Your answer should be every line of the entries that has the string "domain" in it.

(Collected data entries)
☆ ☆ ☆ ☆ ☆ ☆ ☆

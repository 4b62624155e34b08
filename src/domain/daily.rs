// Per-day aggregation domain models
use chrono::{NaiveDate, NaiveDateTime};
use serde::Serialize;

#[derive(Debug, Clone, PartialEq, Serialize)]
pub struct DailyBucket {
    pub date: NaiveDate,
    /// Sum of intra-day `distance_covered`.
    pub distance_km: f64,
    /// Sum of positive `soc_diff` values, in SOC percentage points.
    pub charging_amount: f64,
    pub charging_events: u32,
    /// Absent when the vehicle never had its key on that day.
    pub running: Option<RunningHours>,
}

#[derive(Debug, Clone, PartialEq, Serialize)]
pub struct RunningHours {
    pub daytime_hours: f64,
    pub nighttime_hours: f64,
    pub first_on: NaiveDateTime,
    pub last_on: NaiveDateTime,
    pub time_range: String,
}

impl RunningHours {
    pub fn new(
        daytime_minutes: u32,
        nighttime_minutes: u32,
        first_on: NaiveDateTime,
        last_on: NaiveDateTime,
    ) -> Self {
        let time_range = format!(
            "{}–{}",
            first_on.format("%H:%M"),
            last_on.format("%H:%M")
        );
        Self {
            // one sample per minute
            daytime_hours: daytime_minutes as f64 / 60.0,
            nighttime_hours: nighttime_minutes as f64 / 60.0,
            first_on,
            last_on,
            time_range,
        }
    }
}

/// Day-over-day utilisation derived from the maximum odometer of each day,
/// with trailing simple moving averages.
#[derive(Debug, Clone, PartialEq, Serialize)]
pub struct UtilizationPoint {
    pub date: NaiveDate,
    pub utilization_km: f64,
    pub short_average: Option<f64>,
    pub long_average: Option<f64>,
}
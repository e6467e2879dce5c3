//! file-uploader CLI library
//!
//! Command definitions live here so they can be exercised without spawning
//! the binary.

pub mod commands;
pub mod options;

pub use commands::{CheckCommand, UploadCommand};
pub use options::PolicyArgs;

☆ ☆ ☆ ☆ ☆ ☆ ☆

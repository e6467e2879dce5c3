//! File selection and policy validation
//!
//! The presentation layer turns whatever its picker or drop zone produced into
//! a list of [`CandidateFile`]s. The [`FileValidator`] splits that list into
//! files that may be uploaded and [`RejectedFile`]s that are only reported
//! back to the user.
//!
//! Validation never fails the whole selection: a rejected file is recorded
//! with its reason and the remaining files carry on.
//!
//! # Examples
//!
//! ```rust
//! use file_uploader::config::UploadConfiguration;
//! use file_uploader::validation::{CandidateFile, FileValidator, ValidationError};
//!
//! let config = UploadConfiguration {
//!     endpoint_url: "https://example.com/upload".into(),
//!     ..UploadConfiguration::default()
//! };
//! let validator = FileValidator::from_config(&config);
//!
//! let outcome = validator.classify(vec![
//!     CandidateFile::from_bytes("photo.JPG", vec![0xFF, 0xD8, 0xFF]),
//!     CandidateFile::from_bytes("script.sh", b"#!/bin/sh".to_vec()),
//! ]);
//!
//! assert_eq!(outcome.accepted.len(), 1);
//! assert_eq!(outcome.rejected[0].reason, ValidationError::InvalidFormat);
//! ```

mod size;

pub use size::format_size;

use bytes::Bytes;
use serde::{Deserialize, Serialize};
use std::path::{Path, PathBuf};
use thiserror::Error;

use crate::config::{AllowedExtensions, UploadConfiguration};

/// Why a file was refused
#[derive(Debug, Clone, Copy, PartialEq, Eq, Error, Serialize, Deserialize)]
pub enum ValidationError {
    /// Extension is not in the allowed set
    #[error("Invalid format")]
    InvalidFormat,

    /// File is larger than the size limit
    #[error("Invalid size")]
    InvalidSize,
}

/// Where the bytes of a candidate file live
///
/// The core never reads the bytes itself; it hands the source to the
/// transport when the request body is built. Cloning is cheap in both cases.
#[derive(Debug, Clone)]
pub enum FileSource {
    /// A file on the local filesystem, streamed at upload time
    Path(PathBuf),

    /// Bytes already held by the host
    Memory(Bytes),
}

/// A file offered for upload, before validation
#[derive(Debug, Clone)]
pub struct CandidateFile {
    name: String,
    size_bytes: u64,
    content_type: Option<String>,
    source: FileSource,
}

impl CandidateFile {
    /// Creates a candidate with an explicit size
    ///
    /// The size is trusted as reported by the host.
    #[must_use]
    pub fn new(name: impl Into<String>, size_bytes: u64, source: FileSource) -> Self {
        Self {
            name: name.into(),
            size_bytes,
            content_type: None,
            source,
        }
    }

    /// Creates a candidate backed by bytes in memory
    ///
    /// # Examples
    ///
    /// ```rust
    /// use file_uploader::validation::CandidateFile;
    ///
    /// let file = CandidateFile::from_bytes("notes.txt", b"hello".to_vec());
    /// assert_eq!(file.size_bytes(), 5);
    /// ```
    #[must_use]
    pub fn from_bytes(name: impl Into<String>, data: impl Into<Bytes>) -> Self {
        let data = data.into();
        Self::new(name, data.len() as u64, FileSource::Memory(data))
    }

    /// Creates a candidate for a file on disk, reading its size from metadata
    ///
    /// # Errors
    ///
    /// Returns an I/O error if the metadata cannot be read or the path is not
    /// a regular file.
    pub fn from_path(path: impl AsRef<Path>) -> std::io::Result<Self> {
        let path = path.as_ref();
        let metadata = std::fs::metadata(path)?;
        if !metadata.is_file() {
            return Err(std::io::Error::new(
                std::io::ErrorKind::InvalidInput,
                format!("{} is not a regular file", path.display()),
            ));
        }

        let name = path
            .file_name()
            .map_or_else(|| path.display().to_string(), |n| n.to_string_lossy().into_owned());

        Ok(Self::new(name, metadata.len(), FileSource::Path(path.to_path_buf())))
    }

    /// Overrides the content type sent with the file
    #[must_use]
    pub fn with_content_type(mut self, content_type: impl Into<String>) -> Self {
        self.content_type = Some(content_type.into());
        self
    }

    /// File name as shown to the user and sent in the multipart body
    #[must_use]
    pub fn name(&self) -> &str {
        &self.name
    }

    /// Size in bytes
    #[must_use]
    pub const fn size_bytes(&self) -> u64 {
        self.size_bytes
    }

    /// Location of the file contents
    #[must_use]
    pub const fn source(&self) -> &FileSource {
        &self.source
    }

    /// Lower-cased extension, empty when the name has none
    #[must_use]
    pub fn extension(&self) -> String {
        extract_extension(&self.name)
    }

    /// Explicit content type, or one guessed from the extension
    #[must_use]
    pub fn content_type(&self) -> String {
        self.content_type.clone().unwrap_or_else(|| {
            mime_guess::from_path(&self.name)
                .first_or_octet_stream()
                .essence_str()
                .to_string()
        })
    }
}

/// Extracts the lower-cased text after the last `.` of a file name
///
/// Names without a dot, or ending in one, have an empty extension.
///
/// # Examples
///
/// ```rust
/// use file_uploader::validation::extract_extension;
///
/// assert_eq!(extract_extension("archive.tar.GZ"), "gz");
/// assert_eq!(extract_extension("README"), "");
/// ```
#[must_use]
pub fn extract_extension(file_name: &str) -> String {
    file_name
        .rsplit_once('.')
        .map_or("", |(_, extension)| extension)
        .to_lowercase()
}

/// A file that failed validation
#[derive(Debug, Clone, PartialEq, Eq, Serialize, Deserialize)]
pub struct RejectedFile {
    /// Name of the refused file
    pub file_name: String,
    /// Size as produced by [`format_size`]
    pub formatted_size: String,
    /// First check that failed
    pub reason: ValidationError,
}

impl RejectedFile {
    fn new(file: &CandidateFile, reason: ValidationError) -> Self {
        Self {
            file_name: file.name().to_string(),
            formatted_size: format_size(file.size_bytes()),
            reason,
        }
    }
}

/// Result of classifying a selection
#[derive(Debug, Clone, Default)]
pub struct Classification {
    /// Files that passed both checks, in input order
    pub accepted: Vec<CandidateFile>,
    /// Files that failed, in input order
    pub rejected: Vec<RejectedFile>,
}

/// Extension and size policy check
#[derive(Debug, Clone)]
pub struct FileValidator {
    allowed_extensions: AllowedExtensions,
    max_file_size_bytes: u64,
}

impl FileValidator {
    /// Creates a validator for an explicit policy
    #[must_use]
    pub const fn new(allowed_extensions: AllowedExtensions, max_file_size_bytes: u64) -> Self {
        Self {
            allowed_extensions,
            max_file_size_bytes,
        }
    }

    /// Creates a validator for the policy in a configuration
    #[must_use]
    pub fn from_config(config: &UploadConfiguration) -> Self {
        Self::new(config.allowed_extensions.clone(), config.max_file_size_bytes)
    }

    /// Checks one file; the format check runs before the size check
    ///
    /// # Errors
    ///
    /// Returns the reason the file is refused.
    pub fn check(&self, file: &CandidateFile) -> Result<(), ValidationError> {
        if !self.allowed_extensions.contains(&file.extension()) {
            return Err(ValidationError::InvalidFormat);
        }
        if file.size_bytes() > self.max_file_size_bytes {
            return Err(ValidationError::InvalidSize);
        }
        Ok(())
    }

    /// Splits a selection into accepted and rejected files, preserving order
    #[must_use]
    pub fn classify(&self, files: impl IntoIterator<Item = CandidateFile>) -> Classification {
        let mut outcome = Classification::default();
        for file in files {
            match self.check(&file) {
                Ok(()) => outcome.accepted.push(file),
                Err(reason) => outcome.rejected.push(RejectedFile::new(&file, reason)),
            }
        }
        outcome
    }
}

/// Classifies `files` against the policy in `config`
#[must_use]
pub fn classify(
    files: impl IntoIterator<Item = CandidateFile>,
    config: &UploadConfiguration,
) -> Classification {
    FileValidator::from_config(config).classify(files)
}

☆ ☆ ☆ ☆ ☆ ☆ ☆

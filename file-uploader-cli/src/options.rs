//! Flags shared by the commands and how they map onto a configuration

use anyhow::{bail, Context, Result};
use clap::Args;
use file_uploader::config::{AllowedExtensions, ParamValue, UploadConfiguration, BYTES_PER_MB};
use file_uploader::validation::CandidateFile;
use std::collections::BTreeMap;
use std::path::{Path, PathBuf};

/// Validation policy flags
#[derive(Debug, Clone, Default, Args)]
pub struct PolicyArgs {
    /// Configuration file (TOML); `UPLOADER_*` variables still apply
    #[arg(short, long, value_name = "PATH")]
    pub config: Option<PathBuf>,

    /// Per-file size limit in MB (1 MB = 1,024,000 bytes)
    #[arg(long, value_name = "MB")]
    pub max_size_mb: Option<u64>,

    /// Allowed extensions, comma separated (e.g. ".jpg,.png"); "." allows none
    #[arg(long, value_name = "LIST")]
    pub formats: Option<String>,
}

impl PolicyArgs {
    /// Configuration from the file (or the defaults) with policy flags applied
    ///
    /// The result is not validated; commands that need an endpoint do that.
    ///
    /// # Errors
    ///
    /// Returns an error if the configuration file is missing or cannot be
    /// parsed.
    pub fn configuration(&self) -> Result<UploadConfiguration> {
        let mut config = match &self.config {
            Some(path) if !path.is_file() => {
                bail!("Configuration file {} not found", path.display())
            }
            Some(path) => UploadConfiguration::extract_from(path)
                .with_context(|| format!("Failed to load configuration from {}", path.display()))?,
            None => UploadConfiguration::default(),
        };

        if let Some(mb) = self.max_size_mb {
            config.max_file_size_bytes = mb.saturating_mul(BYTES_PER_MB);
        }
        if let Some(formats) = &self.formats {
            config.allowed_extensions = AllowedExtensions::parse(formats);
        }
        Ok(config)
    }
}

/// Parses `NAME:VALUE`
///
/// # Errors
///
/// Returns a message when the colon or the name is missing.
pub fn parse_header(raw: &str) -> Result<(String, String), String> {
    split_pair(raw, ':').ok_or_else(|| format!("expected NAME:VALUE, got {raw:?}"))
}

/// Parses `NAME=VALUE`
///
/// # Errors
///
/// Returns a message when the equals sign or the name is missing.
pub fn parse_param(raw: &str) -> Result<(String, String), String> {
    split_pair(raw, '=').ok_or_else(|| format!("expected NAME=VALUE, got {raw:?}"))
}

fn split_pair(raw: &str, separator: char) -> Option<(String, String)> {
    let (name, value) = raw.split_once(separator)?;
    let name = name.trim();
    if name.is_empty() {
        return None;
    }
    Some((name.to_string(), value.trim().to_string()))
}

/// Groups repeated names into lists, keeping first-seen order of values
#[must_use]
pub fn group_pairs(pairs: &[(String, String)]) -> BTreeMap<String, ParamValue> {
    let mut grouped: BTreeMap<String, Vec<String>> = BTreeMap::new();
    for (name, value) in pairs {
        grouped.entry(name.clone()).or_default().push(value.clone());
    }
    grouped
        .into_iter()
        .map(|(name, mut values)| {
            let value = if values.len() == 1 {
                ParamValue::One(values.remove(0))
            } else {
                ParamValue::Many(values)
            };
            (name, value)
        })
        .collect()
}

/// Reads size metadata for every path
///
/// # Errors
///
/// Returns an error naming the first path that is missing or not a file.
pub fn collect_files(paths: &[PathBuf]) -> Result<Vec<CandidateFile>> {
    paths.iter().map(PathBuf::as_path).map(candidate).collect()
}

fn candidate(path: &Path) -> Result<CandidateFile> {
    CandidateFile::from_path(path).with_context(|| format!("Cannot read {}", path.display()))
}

☆ ☆ ☆ ☆ ☆ ☆ ☆

Exercise solution ::
filename src/domain/daily.rs
// Per-day aggregation domain models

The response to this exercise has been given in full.